• EXERCISE PROMPT: The expected answer is a copy of every line in the listing that has the word "ConnectionTrait".

• DATASET:
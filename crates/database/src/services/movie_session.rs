use super::{
    error::{ServiceError, ServiceResult},
    movie::{MovieService, MovieWithRelations},
};
use crate::entities::{cinema_hall, movie, movie_session, ticket};
use log::info;
use models::{
    movie_session::{MovieSessionFilter, MovieSessionInput},
    seat::Seat,
    validation::{FieldErrors, missing_reference},
};
use sea_orm::{
    ActiveModelTrait, ActiveValue::Set, ColumnTrait, ConnectionTrait, DatabaseConnection,
    DbErr, EntityTrait, PaginatorTrait, QueryFilter, QueryOrder, QuerySelect,
};
use std::collections::HashMap;

/// A session together with the catalog data its list view surfaces
#[derive(Debug, Clone, PartialEq, Eq)]
pub struct SessionSummary {
    pub session: movie_session::Model,
    pub movie_title: String,
    pub cinema_hall_name: String,
    pub capacity: i64,
    pub tickets_available: i64,
}

/// Everything needed to render a seat map for one session
#[derive(Debug, Clone, PartialEq, Eq)]
pub struct SessionAvailability {
    pub session: movie_session::Model,
    pub movie: MovieWithRelations,
    pub cinema_hall: cinema_hall::Model,
    /// Seats already sold, ordered by row then seat
    pub taken_places: Vec<Seat>,
}

pub struct MovieSessionService;

impl MovieSessionService {
    const RESOURCE: &'static str = "movie session";

    /// Sessions matching the filter, ordered by show time
    pub async fn list(
        db: &DatabaseConnection,
        filter: &MovieSessionFilter,
    ) -> ServiceResult<Vec<SessionSummary>> {
        let mut query = movie_session::Entity::find();

        if let Some((start, end)) = filter.day_bounds() {
            query = query.filter(movie_session::Column::ShowTime.gte(start));
            if let Some(end) = end {
                query = query.filter(movie_session::Column::ShowTime.lt(end));
            }
        }

        if let Some(movie_id) = filter.movie {
            query = query.filter(movie_session::Column::MovieId.eq(movie_id));
        }

        let sessions = query
            .order_by_asc(movie_session::Column::ShowTime)
            .order_by_asc(movie_session::Column::Id)
            .all(db)
            .await?;

        Ok(Self::summarize(db, sessions).await?)
    }

    pub async fn get(db: &DatabaseConnection, id: i32) -> ServiceResult<movie_session::Model> {
        movie_session::Entity::find_by_id(id)
            .one(db)
            .await?
            .ok_or_else(|| ServiceError::not_found(Self::RESOURCE, id))
    }

    /// Session details plus every seat currently sold for it
    ///
    /// Always read from current ticket state; nothing here is cached.
    pub async fn availability(
        db: &DatabaseConnection,
        id: i32,
    ) -> ServiceResult<SessionAvailability> {
        let (session, cinema_hall) = movie_session::Entity::find_by_id(id)
            .find_also_related(cinema_hall::Entity)
            .one(db)
            .await?
            .ok_or_else(|| ServiceError::not_found(Self::RESOURCE, id))?;

        let cinema_hall = cinema_hall.ok_or_else(|| {
            DbErr::RecordNotFound(format!(
                "cinema hall {} of session {id}",
                session.cinema_hall_id
            ))
        })?;

        let movie = MovieService::find_with_relations(db, session.movie_id)
            .await?
            .ok_or_else(|| {
                DbErr::RecordNotFound(format!("movie {} of session {id}", session.movie_id))
            })?;

        let taken_places = Self::taken_seats(db, id).await?;

        Ok(SessionAvailability {
            session,
            movie,
            cinema_hall,
            taken_places,
        })
    }

    pub async fn create(
        db: &DatabaseConnection,
        input: MovieSessionInput,
    ) -> ServiceResult<movie_session::Model> {
        input.validate(false)?;
        Self::check_references(db, &input).await?;

        let session = movie_session::ActiveModel {
            show_time: Set(input.show_time.unwrap_or_default()),
            movie_id: Set(input.movie.unwrap_or_default()),
            cinema_hall_id: Set(input.cinema_hall.unwrap_or_default()),
            ..Default::default()
        }
        .insert(db)
        .await?;

        info!(
            "Created movie session {} (movie {}, hall {}, {})",
            session.id, session.movie_id, session.cinema_hall_id, session.show_time
        );
        Ok(session)
    }

    pub async fn update(
        db: &DatabaseConnection,
        id: i32,
        input: MovieSessionInput,
        partial: bool,
    ) -> ServiceResult<movie_session::Model> {
        let existing = Self::get(db, id).await?;
        input.validate(partial)?;
        Self::check_references(db, &input).await?;

        let mut session: movie_session::ActiveModel = existing.into();
        if let Some(show_time) = input.show_time {
            session.show_time = Set(show_time);
        }
        if let Some(movie_id) = input.movie {
            session.movie_id = Set(movie_id);
        }
        if let Some(cinema_hall_id) = input.cinema_hall {
            session.cinema_hall_id = Set(cinema_hall_id);
        }

        Ok(session.update(db).await?)
    }

    pub async fn delete(db: &DatabaseConnection, id: i32) -> ServiceResult<()> {
        let result = movie_session::Entity::delete_by_id(id).exec(db).await?;
        if result.rows_affected == 0 {
            return Err(ServiceError::not_found(Self::RESOURCE, id));
        }

        info!("Deleted movie session {id}");
        Ok(())
    }

    /// Seats sold for a session, ordered by row then seat
    pub async fn taken_seats<C: ConnectionTrait>(
        db: &C,
        session_id: i32,
    ) -> Result<Vec<Seat>, DbErr> {
        let seats = ticket::Entity::find()
            .select_only()
            .column(ticket::Column::RowNumber)
            .column(ticket::Column::SeatNumber)
            .filter(ticket::Column::MovieSessionId.eq(session_id))
            .order_by_asc(ticket::Column::RowNumber)
            .order_by_asc(ticket::Column::SeatNumber)
            .into_tuple::<(i32, i32)>()
            .all(db)
            .await?;

        Ok(seats.into_iter().map(Seat::from).collect())
    }

    /// Batch-loads movie titles, hall capacities and sold-ticket counts
    pub(crate) async fn summarize<C: ConnectionTrait>(
        db: &C,
        sessions: Vec<movie_session::Model>,
    ) -> Result<Vec<SessionSummary>, DbErr> {
        if sessions.is_empty() {
            return Ok(vec![]);
        }

        let session_ids: Vec<i32> = sessions.iter().map(|s| s.id).collect();
        let movie_ids: Vec<i32> = sessions.iter().map(|s| s.movie_id).collect();
        let hall_ids: Vec<i32> = sessions.iter().map(|s| s.cinema_hall_id).collect();

        let titles: HashMap<i32, String> = movie::Entity::find()
            .select_only()
            .column(movie::Column::Id)
            .column(movie::Column::Title)
            .filter(movie::Column::Id.is_in(movie_ids))
            .into_tuple::<(i32, String)>()
            .all(db)
            .await?
            .into_iter()
            .collect();

        let halls: HashMap<i32, cinema_hall::Model> = cinema_hall::Entity::find()
            .filter(cinema_hall::Column::Id.is_in(hall_ids))
            .all(db)
            .await?
            .into_iter()
            .map(|hall| (hall.id, hall))
            .collect();

        let sold: HashMap<i32, i64> = ticket::Entity::find()
            .select_only()
            .column(ticket::Column::MovieSessionId)
            .column_as(ticket::Column::Id.count(), "sold")
            .filter(ticket::Column::MovieSessionId.is_in(session_ids))
            .group_by(ticket::Column::MovieSessionId)
            .into_tuple::<(i32, i64)>()
            .all(db)
            .await?
            .into_iter()
            .collect();

        Ok(sessions
            .into_iter()
            .map(|session| {
                let movie_title = titles.get(&session.movie_id).cloned().unwrap_or_default();
                let (cinema_hall_name, capacity) = halls
                    .get(&session.cinema_hall_id)
                    .map(|hall| (hall.name.clone(), hall.capacity()))
                    .unwrap_or_default();
                let tickets_available = capacity - sold.get(&session.id).copied().unwrap_or(0);

                SessionSummary {
                    session,
                    movie_title,
                    cinema_hall_name,
                    capacity,
                    tickets_available,
                }
            })
            .collect())
    }

    async fn check_references(
        db: &DatabaseConnection,
        input: &MovieSessionInput,
    ) -> ServiceResult<()> {
        let mut errors = FieldErrors::new();

        if let Some(movie_id) = input.movie
            && movie::Entity::find_by_id(movie_id).count(db).await? == 0
        {
            errors.add("movie", missing_reference(movie_id));
        }

        if let Some(hall_id) = input.cinema_hall
            && cinema_hall::Entity::find_by_id(hall_id).count(db).await? == 0
        {
            errors.add("cinema_hall", missing_reference(hall_id));
        }

        Ok(errors.into_result()?)
    }
}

• TASK RESPONSE:
    ActiveModelTrait, ActiveValue::Set, ColumnTrait, ConnectionTrait, DatabaseConnection,
    pub async fn taken_seats<C: ConnectionTrait>(
    pub(crate) async fn summarize<C: ConnectionTrait>(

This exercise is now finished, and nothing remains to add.